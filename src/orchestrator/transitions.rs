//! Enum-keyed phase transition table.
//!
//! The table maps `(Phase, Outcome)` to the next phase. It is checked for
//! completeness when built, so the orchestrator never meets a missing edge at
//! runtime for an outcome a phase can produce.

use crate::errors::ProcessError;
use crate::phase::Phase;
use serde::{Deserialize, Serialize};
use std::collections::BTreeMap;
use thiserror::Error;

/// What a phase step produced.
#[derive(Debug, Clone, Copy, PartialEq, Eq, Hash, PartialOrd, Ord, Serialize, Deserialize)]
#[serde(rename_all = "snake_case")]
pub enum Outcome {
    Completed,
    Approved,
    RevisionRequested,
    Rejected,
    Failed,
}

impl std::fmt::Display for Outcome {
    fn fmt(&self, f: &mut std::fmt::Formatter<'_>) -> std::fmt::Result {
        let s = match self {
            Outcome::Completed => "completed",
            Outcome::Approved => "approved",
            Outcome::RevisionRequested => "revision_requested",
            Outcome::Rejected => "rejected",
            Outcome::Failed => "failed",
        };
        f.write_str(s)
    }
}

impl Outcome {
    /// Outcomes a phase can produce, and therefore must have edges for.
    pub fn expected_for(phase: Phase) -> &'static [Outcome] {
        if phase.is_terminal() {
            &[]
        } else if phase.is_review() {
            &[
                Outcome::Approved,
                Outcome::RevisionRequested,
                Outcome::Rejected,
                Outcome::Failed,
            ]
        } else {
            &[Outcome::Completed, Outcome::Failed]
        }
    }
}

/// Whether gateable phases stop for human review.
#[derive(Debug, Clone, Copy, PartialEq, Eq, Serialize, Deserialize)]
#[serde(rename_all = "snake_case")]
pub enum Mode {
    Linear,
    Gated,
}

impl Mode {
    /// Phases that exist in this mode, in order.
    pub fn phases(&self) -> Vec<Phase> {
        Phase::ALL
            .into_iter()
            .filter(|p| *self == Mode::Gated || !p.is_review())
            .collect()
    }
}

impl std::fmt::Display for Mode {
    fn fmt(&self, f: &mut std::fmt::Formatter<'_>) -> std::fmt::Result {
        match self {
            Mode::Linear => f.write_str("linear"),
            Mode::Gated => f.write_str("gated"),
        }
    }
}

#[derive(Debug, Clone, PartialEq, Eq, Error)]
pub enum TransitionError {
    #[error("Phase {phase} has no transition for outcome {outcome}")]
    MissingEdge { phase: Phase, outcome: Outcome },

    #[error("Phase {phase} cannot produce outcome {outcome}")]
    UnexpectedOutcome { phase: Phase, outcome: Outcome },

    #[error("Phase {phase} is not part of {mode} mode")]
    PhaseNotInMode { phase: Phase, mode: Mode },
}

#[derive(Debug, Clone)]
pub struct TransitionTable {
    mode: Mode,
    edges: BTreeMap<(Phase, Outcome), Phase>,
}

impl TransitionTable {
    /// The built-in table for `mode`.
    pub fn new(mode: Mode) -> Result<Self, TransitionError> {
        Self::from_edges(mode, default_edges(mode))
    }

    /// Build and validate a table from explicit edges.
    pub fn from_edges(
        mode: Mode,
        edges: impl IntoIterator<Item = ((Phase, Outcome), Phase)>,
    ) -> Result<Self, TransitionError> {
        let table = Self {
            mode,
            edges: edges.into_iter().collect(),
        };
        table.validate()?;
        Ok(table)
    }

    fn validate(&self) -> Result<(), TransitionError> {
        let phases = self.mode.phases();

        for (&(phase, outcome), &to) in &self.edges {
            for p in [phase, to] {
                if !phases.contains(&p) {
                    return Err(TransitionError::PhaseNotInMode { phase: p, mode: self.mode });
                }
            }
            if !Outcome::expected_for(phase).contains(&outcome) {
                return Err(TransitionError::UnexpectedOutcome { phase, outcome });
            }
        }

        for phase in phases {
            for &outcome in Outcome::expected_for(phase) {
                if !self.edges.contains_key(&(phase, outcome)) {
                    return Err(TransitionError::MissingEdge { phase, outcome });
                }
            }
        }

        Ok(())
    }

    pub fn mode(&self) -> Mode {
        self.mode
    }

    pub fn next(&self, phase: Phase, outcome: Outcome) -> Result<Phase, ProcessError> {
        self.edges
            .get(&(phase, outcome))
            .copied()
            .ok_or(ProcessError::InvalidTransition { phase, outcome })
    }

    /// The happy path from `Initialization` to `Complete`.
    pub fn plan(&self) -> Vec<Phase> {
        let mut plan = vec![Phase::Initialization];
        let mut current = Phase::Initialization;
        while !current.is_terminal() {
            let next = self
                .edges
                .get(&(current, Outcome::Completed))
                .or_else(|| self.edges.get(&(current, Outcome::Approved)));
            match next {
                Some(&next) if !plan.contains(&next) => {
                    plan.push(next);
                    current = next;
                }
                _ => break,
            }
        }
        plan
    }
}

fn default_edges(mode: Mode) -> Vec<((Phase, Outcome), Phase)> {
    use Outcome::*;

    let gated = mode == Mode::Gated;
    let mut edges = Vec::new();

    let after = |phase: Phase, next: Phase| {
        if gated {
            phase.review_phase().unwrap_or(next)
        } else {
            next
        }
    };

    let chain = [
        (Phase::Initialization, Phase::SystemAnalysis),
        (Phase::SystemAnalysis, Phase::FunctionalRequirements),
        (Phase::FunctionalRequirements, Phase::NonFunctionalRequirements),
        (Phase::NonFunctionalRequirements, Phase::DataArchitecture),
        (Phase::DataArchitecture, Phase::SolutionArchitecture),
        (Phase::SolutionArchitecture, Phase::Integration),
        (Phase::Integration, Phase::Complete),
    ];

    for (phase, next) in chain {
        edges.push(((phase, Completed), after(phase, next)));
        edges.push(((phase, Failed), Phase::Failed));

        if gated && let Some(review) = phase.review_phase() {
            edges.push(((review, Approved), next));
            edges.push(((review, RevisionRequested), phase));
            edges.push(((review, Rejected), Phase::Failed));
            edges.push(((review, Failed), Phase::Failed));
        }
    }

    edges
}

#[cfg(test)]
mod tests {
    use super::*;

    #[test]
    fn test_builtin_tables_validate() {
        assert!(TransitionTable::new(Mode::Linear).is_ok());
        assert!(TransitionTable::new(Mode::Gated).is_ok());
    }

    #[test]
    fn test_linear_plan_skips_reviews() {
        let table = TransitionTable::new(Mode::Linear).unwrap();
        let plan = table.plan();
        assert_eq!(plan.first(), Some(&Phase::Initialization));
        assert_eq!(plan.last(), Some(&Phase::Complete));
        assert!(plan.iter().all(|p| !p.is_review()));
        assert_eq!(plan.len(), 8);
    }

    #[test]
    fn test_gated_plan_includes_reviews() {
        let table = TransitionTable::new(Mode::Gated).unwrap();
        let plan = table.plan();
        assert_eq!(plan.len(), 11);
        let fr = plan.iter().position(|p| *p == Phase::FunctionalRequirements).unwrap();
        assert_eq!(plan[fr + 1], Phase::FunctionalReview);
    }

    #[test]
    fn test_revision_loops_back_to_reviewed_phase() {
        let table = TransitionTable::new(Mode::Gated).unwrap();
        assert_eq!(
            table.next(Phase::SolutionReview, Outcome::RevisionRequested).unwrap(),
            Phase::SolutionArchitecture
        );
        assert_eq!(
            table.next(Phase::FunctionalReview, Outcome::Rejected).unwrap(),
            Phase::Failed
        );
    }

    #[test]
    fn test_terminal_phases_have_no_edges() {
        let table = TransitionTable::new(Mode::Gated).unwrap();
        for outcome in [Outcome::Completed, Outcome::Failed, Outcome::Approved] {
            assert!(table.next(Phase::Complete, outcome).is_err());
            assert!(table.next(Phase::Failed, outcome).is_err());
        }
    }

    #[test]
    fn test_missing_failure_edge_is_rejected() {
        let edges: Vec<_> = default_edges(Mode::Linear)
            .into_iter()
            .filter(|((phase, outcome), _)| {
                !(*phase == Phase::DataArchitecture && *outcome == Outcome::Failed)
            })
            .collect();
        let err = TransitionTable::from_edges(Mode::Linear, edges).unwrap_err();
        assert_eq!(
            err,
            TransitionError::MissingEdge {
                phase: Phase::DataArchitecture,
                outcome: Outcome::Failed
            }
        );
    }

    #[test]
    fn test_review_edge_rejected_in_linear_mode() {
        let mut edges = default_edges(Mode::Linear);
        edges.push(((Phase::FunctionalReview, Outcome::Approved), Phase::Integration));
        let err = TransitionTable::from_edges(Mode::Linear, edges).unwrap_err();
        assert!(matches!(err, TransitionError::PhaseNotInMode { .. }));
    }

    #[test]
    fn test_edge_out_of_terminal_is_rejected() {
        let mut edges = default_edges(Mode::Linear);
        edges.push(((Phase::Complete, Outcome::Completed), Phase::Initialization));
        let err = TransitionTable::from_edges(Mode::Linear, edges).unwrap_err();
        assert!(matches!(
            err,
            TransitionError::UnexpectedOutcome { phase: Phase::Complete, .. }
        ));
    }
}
* * *
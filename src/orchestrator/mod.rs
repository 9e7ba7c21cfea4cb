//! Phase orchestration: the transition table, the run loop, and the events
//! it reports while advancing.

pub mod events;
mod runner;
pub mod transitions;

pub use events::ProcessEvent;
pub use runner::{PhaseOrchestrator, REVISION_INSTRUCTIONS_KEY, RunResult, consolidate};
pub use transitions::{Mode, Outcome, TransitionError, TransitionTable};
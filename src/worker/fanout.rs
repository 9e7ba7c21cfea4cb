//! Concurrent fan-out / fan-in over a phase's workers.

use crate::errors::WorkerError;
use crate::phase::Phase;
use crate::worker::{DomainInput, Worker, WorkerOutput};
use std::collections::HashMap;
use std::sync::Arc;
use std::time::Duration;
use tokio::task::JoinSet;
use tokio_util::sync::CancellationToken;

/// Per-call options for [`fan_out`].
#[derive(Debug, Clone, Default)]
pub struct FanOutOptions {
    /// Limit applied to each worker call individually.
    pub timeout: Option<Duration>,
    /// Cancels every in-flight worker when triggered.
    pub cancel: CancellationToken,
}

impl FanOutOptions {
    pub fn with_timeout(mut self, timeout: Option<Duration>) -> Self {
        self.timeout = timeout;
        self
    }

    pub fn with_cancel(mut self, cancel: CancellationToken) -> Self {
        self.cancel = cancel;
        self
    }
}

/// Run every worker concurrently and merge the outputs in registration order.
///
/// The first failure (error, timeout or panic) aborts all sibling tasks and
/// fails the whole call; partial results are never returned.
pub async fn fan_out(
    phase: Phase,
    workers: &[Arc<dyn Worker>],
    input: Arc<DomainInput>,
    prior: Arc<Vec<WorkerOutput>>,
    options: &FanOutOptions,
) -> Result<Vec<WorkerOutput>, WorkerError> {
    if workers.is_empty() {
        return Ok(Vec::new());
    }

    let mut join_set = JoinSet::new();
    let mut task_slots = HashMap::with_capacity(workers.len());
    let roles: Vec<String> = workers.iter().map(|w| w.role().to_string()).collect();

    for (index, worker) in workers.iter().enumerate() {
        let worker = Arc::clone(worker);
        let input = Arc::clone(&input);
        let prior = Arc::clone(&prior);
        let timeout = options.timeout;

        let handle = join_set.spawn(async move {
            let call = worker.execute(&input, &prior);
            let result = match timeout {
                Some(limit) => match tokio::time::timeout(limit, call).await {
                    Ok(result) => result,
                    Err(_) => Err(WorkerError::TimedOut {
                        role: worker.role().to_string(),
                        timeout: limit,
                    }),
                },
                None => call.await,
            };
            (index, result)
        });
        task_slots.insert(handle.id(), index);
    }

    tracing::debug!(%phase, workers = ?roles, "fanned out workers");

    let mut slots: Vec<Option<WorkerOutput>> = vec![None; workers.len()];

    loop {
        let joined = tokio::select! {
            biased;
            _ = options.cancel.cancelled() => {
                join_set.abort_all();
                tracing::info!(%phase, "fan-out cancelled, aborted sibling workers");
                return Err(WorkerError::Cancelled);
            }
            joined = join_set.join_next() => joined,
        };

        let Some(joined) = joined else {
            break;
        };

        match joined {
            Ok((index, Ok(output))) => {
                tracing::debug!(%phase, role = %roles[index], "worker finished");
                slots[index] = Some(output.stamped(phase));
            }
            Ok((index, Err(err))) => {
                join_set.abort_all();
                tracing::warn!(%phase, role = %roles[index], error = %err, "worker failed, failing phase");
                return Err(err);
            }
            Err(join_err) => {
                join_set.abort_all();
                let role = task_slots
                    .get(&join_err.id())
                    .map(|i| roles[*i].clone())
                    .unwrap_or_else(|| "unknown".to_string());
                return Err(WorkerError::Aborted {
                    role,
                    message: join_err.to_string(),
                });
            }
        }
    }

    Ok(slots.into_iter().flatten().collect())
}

**Task:**
From the records above, copy only the lines starting with the line that holds "table.validate()?;" and going on through the line that holds "for phase in", exactly as written.

**Your solution:**
        table.validate()?;
        Ok(table)
    }

    fn validate(&self) -> Result<(), TransitionError> {
        let phases = self.mode.phases();

        for (&(phase, outcome), &to) in &self.edges {
            for p in [phase, to] {
                if !phases.contains(&p) {
                    return Err(TransitionError::PhaseNotInMode { phase: p, mode: self.mode });
                }
            }
            if !Outcome::expected_for(phase).contains(&outcome) {
                return Err(TransitionError::UnexpectedOutcome { phase, outcome });
            }
        }

        for phase in phases {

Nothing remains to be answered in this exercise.